The writer of Hebrews reminds us that we are in a race. His message in 12:12-17 is that in order to finish the race, we need to run hard in the company of others and remove the obstacles that threaten to trip us up.
He begins verse 12 with the simple word, “therefore.” He is connecting his instructions with what he said previously. In verses 1-3, he explained that we are to run the race of the Christian life with our eyes on Jesus. Now, he says that we are to finish the race. In between (4-11), he explains that we are to accept God’s discipline in order to grow. By using the athletic metaphor of being in a race, it helps us understand how and why God uses discipline in our lives—to help us run and finish well.

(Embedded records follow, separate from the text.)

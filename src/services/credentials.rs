// SPDX-License-Identifier: MIT
// Copyright 2026 Roland Dreier <roland@rolandd.dev>

//! Credential storage.
//!
//! The transport reads credentials on every request; login writes them and
//! logout clears them. Nothing here caches: a token saved by another process
//! is picked up by the next request.

use crate::error::{AppError, Result};
use crate::models::Credentials;
use std::io::{ErrorKind, Write};
use std::path::{Path, PathBuf};
use std::sync::{PoisonError, RwLock};

/// Key-value store holding the token and user id.
pub trait CredentialStore: Send + Sync {
    /// Current credentials. An empty store yields `Credentials::default()`.
    fn load(&self) -> Result<Credentials>;

    fn save(&self, credentials: &Credentials) -> Result<()>;

    fn clear(&self) -> Result<()>;
}

/// JSON file on disk.
#[derive(Debug, Clone)]
pub struct FileCredentialStore {
    path: PathBuf,
}

impl FileCredentialStore {
    pub fn new(path: impl Into<PathBuf>) -> Self {
        Self { path: path.into() }
    }

    pub fn path(&self) -> &Path {
        &self.path
    }

    fn staging_path(&self) -> PathBuf {
        let mut name = self
            .path
            .file_name()
            .map(|n| n.to_os_string())
            .unwrap_or_default();
        name.push(".tmp");
        self.path.with_file_name(name)
    }
}

/// Create `dir` and missing parents, owner-only on unix.
fn create_private_dir(dir: &Path) -> std::io::Result<()> {
    let mut builder = std::fs::DirBuilder::new();
    builder.recursive(true);
    #[cfg(unix)]
    {
        use std::os::unix::fs::DirBuilderExt;
        builder.mode(0o700);
    }
    builder.create(dir)
}

/// Create or truncate `path` as owner read/write only, then write `contents`.
fn write_private(path: &Path, contents: &[u8]) -> std::io::Result<()> {
    let mut options = std::fs::OpenOptions::new();
    options.write(true).create(true).truncate(true);
    #[cfg(unix)]
    {
        use std::os::unix::fs::OpenOptionsExt;
        options.mode(0o600);
    }

    let mut file = options.open(path)?;

    // `mode` only applies on creation; a leftover staging file keeps its own.
    #[cfg(unix)]
    {
        use std::os::unix::fs::PermissionsExt;
        file.set_permissions(std::fs::Permissions::from_mode(0o600))?;
    }

    file.write_all(contents)?;
    file.sync_all()
}

impl CredentialStore for FileCredentialStore {
    fn load(&self) -> Result<Credentials> {
        let raw = match std::fs::read_to_string(&self.path) {
            Ok(raw) => raw,
            Err(e) if e.kind() == ErrorKind::NotFound => return Ok(Credentials::default()),
            Err(e) => {
                return Err(AppError::Credentials(format!(
                    "Failed to read {}: {}",
                    self.path.display(),
                    e
                )))
            }
        };

        if raw.trim().is_empty() {
            return Ok(Credentials::default());
        }

        serde_json::from_str(&raw).map_err(|e| {
            AppError::Credentials(format!("Malformed {}: {}", self.path.display(), e))
        })
    }

    fn save(&self, credentials: &Credentials) -> Result<()> {
        if let Some(parent) = self.path.parent().filter(|p| !p.as_os_str().is_empty()) {
            create_private_dir(parent).map_err(|e| {
                AppError::Credentials(format!("Failed to create {}: {}", parent.display(), e))
            })?;
        }

        let json = serde_json::to_string_pretty(credentials)
            .map_err(|e| AppError::Internal(anyhow::anyhow!("Serialize credentials: {}", e)))?;

        // The target path only ever holds a 0600 file.
        let staging = self.staging_path();
        write_private(&staging, json.as_bytes())
            .and_then(|()| std::fs::rename(&staging, &self.path))
            .map_err(|e| {
                let _ = std::fs::remove_file(&staging);
                AppError::Credentials(format!("Failed to write {}: {}", self.path.display(), e))
            })?;

        tracing::debug!(path = %self.path.display(), "Credentials saved");
        Ok(())
    }

    fn clear(&self) -> Result<()> {
        match std::fs::remove_file(&self.path) {
            Ok(()) => Ok(()),
            Err(e) if e.kind() == ErrorKind::NotFound => Ok(()),
            Err(e) => Err(AppError::Credentials(format!(
                "Failed to remove {}: {}",
                self.path.display(),
                e
            ))),
        }
    }
}

/// In-process store for tests and embedders that manage login themselves.
#[derive(Debug, Default)]
pub struct MemoryCredentialStore {
    credentials: RwLock<Credentials>,
}

impl MemoryCredentialStore {
    pub fn new(credentials: Credentials) -> Self {
        Self {
            credentials: RwLock::new(credentials),
        }
    }
}

impl CredentialStore for MemoryCredentialStore {
    fn load(&self) -> Result<Credentials> {
        Ok(self
            .credentials
            .read()
            .unwrap_or_else(PoisonError::into_inner)
            .clone())
    }

    fn save(&self, credentials: &Credentials) -> Result<()> {
        *self
            .credentials
            .write()
            .unwrap_or_else(PoisonError::into_inner) = credentials.clone();
        Ok(())
    }

    fn clear(&self) -> Result<()> {
        self.save(&Credentials::default())
    }
}

#[cfg(test)]
mod tests {
    use super::*;

    #[test]
    fn test_file_store_missing_file_is_empty() {
        let dir = tempfile::tempdir().unwrap();
        let store = FileCredentialStore::new(dir.path().join("credentials.json"));

        let credentials = store.load().unwrap();
        assert_eq!(credentials, Credentials::default());
        assert!(!credentials.is_logged_in());
    }

    #[test]
    fn test_file_store_save_load_clear() {
        let dir = tempfile::tempdir().unwrap();
        let store = FileCredentialStore::new(dir.path().join("nested/credentials.json"));

        store
            .save(&Credentials::new("token-abc", "user-42"))
            .unwrap();
        let loaded = store.load().unwrap();
        assert_eq!(loaded.bearer_token(), Some("token-abc"));
        assert_eq!(loaded.user_id(), Some("user-42"));

        store.clear().unwrap();
        assert_eq!(store.load().unwrap(), Credentials::default());

        // Clearing twice is fine
        store.clear().unwrap();
    }

    #[test]
    fn test_file_store_malformed_file() {
        let dir = tempfile::tempdir().unwrap();
        let path = dir.path().join("credentials.json");
        std::fs::write(&path, "{not json").unwrap();

        let err = FileCredentialStore::new(path).load().unwrap_err();
        assert!(matches!(err, AppError::Credentials(_)));
    }

    #[cfg(unix)]
    #[test]
    fn test_file_store_save_is_owner_only() {
        use std::os::unix::fs::PermissionsExt;

        let dir = tempfile::tempdir().unwrap();
        let nested = dir.path().join("config");
        let path = nested.join("credentials.json");
        std::fs::create_dir(&nested).unwrap();
        std::fs::write(&path, "{}").unwrap();
        std::fs::set_permissions(&path, std::fs::Permissions::from_mode(0o644)).unwrap();

        let store = FileCredentialStore::new(&path);
        store.save(&Credentials::new("token-abc", "user-42")).unwrap();

        let mode = std::fs::metadata(&path).unwrap().permissions().mode() & 0o777;
        assert_eq!(mode, 0o600);
        assert_eq!(store.load().unwrap().bearer_token(), Some("token-abc"));
        assert!(!store.staging_path().exists());
    }

    #[cfg(unix)]
    #[test]
    fn test_file_store_creates_private_dir() {
        use std::os::unix::fs::PermissionsExt;

        let dir = tempfile::tempdir().unwrap();
        let parent = dir.path().join("fitness-ai");
        let store = FileCredentialStore::new(parent.join("credentials.json"));
        store.save(&Credentials::new("t", "u")).unwrap();

        let mode = std::fs::metadata(&parent).unwrap().permissions().mode() & 0o777;
        assert_eq!(mode, 0o700);
    }

    #[test]
    fn test_memory_store_clear() {
        let store = MemoryCredentialStore::new(Credentials::new("t", "u"));
        assert!(store.load().unwrap().is_logged_in());
        store.clear().unwrap();
        assert!(!store.load().unwrap().is_logged_in());
    }
}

Run hard in the company of others (12-14). His first instruction in verse 12 speaks of personal responsibility. When we feel worn out, run down, discouraged, and ready to give up, we need to renew our strength. Keeping our focus on Jesus and understanding God’s purpose in discipline will help invigorate us. We also need to abandon fear and despair and keep running.
However, we are not to run alone. We need to remember and practice the “one another” commands found in the book. In so doing, we will be able to help those who are weaker than we are.
We are to run hard after peace and holiness. The natural tendency when we are in the midst of trials is to look out for number one. Instead, we are to strive for peace with everyone. That does not mean we will achieve peace with everyone, but it should be our goal. We are also to pursue holiness. We are to cast off sin and press hard after holiness.
By doing these things, we can rest assured that we will arrive at the finish line. We will see the Lord when we step into his presence.
Remove the obstacles that threaten to trip us up (13, 15-17). Like a road grader smoothing out uneven ground, so we are to remove the obstacles that cause us to sin. The author gives four specific obstacles to get rid off—gracelessness, bitterness, immorality, and worldliness. A person might miss out on grace because of unconfessed sin, a lack of God’s word in their life, or being absent from church. One can develop a bitter spirit through continued anger, unforgiveness, nursing grudges, or always complaining, “It’s not fair!” Bitterness will poison not only your heart, but those around you. Pursuing sexual satisfaction outside the bonds of a husband-wife marriage will trip one up as well. In addition, a worldly attitude of instant gratification can lead to deep heartache and regret. That was the experience of Esau who traded away his inheritance for a single meal.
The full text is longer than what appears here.